One of the key advantages of IVUS over traditional angiography is its ability to provide real-time cross-sectional images of the vessel lumen, facilitating a more precise assessment of lesion morphology.^5^ This is particularly relevant in bifurcation lesions, where understanding the plaque composition, distribution, and vessel remodelling is essential for selecting an appropriate treatment strategy.^6^ Moreover, IVUS enables accurate measurement of luminal dimensions, which aids in selecting the correct stent size and optimizing deployment techniques.^6^ Studies have shown that IVUS-guided stenting results in larger minimal stent areas, which are associated with reduced rates of restenosis and target lesion failure.^7^ Furthermore, in CTOs PCI, the role of RT-IVUS in identifying the proximal cap and its composition (calcified vs. non-calcified) informs on accurate guidewire selection and entry, thereby minimizing the risk of subintimal passage and potential vessel perforation.^8^
Additionally, IVUS reduces the need for contrast-based imaging, making PCI safer for patients at risk of contrast-induced nephropathy.^9,10^ Future advancements, such as artificial intelligence-assisted IVUS interpretation and hybrid imaging techniques integrating IVUS and OCT, are expected to further refine lesion assessment and procedural strategies.^11–13^
This technique requires a suitably sized guiding catheter, typically a 7 Fr to accommodate both IVUS and microcatheters.
Conclusion
This case underscores the importance of IVUS guidance in PCI, particularly when wiring challenging bifurcation lesions with severe angulation and adverse plaque bias where the use of adjunctive angled and dual-lumen microcatheters alone is unsuccessful. IVUS enables real-time visualization, guides wire positioning, and ensures adequate plaque modification, stent sizing, and improved clinical outcomes. The integration of advanced imaging modalities into routine PCI practice should be encouraged to enhance procedural efficacy and patient safety.
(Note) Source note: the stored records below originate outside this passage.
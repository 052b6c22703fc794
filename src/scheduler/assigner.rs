use serde::Serialize;
use uuid::Uuid;

use crate::config::{CapabilityMatch, FleetConfig};
use crate::error::{FleetError, Result};
use crate::location::{self, Position};
use crate::model::{Robot, RobotStatus, TaskStatus};
use crate::scheduler::queue::TaskQueue;
use crate::scheduler::registry::RobotRegistry;

/// One task-to-robot binding committed by an assignment pass.
#[derive(Debug, Clone, Serialize)]
pub struct Assignment {
    pub task_id: Uuid,
    pub robot_id: String,
    pub distance: f64,
}

/// Matches pending tasks to eligible robots. Stateless between passes: the
/// registry and queue carry all the state, the assigner carries the policy.
#[derive(Debug, Clone)]
pub struct TaskAssigner {
    config: FleetConfig,
}

impl TaskAssigner {
    pub fn new(config: FleetConfig) -> Self {
        Self { config }
    }

    /// Run one assignment pass over the given registry and queue.
    ///
    /// Tasks are visited in `pending_by_priority` order. For each task the
    /// eligible robots are the available ones (Idle, battery above the
    /// threshold) that match its capability requirement and have not been
    /// claimed earlier in this pass; the nearest wins, ties to the lowest
    /// robot id. Tasks with no eligible robot stay Pending. Per-task errors
    /// are logged and skipped; the pass itself never fails.
    pub fn run_pass(&self, registry: &mut RobotRegistry, queue: &mut TaskQueue) -> Vec<Assignment> {
        let pending: Vec<(Uuid, Position, Option<String>)> = queue
            .pending_by_priority()
            .iter()
            .map(|t| (t.task_id, t.target_position, t.required_capability.clone()))
            .collect();

        let mut assignments = Vec::new();
        let mut claimed: Vec<String> = Vec::new();

        for (task_id, target, required) in pending {
            let eligible: Vec<(String, Position)> = registry
                .all()
                .filter(|r| !claimed.iter().any(|c| c == &r.robot_id))
                .filter(|r| r.is_available(self.config.min_battery))
                .filter(|r| self.capability_ok(required.as_deref(), r))
                .map(|r| (r.robot_id.clone(), r.position))
                .collect();

            let robot_id = match location::nearest(target, &eligible) {
                Ok(Some(id)) => id,
                Ok(None) => continue,
                Err(e) => {
                    tracing::warn!(task_id = %task_id, error = %e, "Skipping task with unmatchable geometry");
                    continue;
                }
            };

            match self.commit(registry, queue, &task_id, &robot_id, target) {
                Ok(distance) => {
                    tracing::info!(task_id = %task_id, robot_id = %robot_id, distance, "Task assigned");
                    claimed.push(robot_id.clone());
                    assignments.push(Assignment {
                        task_id,
                        robot_id,
                        distance,
                    });
                }
                Err(e) => {
                    tracing::warn!(task_id = %task_id, robot_id = %robot_id, error = %e, "Assignment commit failed");
                }
            }
        }

        assignments
    }

    /// Bind one task to one robot: robot goes Busy, task goes Assigned with
    /// the back-reference set. Rolls the robot back if the task side is
    /// rejected.
    fn commit(
        &self,
        registry: &mut RobotRegistry,
        queue: &mut TaskQueue,
        task_id: &Uuid,
        robot_id: &str,
        target: Position,
    ) -> Result<f64> {
        let robot = registry
            .get_mut(robot_id)
            .ok_or_else(|| FleetError::RobotNotFound(robot_id.to_string()))?;
        let distance = location::distance(target, robot.position)?;
        robot.transition(RobotStatus::Busy)?;

        let task = queue
            .get_mut(task_id)
            .ok_or(FleetError::TaskNotFound(*task_id))?;
        if let Err(e) = task.transition(TaskStatus::Assigned) {
            if let Some(robot) = registry.get_mut(robot_id) {
                let _ = robot.transition(RobotStatus::Idle);
            }
            return Err(e);
        }
        task.assigned_robot_id = Some(robot_id.to_string());
        Ok(distance)
    }

    fn capability_ok(&self, required: Option<&str>, robot: &Robot) -> bool {
        // A task with no requirement matches every robot in both modes.
        match (self.config.capability_match, required) {
            (_, None) => true,
            (CapabilityMatch::Subset, Some(tag)) => robot.capabilities.contains(tag),
            (CapabilityMatch::Exact, Some(tag)) => {
                robot.capabilities.len() == 1 && robot.capabilities.contains(tag)
            }
        }
    }
}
With continued technological advancements and greater operator experience, IVUS-guided PCI is expected to play an increasingly central role in interventional cardiology.
Lead author biography
Rithik Mohan Singh Sindhi is a Cardiology Registrar currently in training at the Northern Ireland Deanery. He has a strong interest in interventional cardiology, with a particular focus on complex PCI and the application of advanced intracoronary imaging techniques such as IVUS and OCT. He is actively engaged in academic writing and case-based cardiovascular education. Dr Mohan is passionate about improving procedural precision and patient outcomes through imaging-guided interventions. He aims to pursue further subspecialty training in interventional cardiology and contribute to the advancement of evidence-based cardiovascular practice.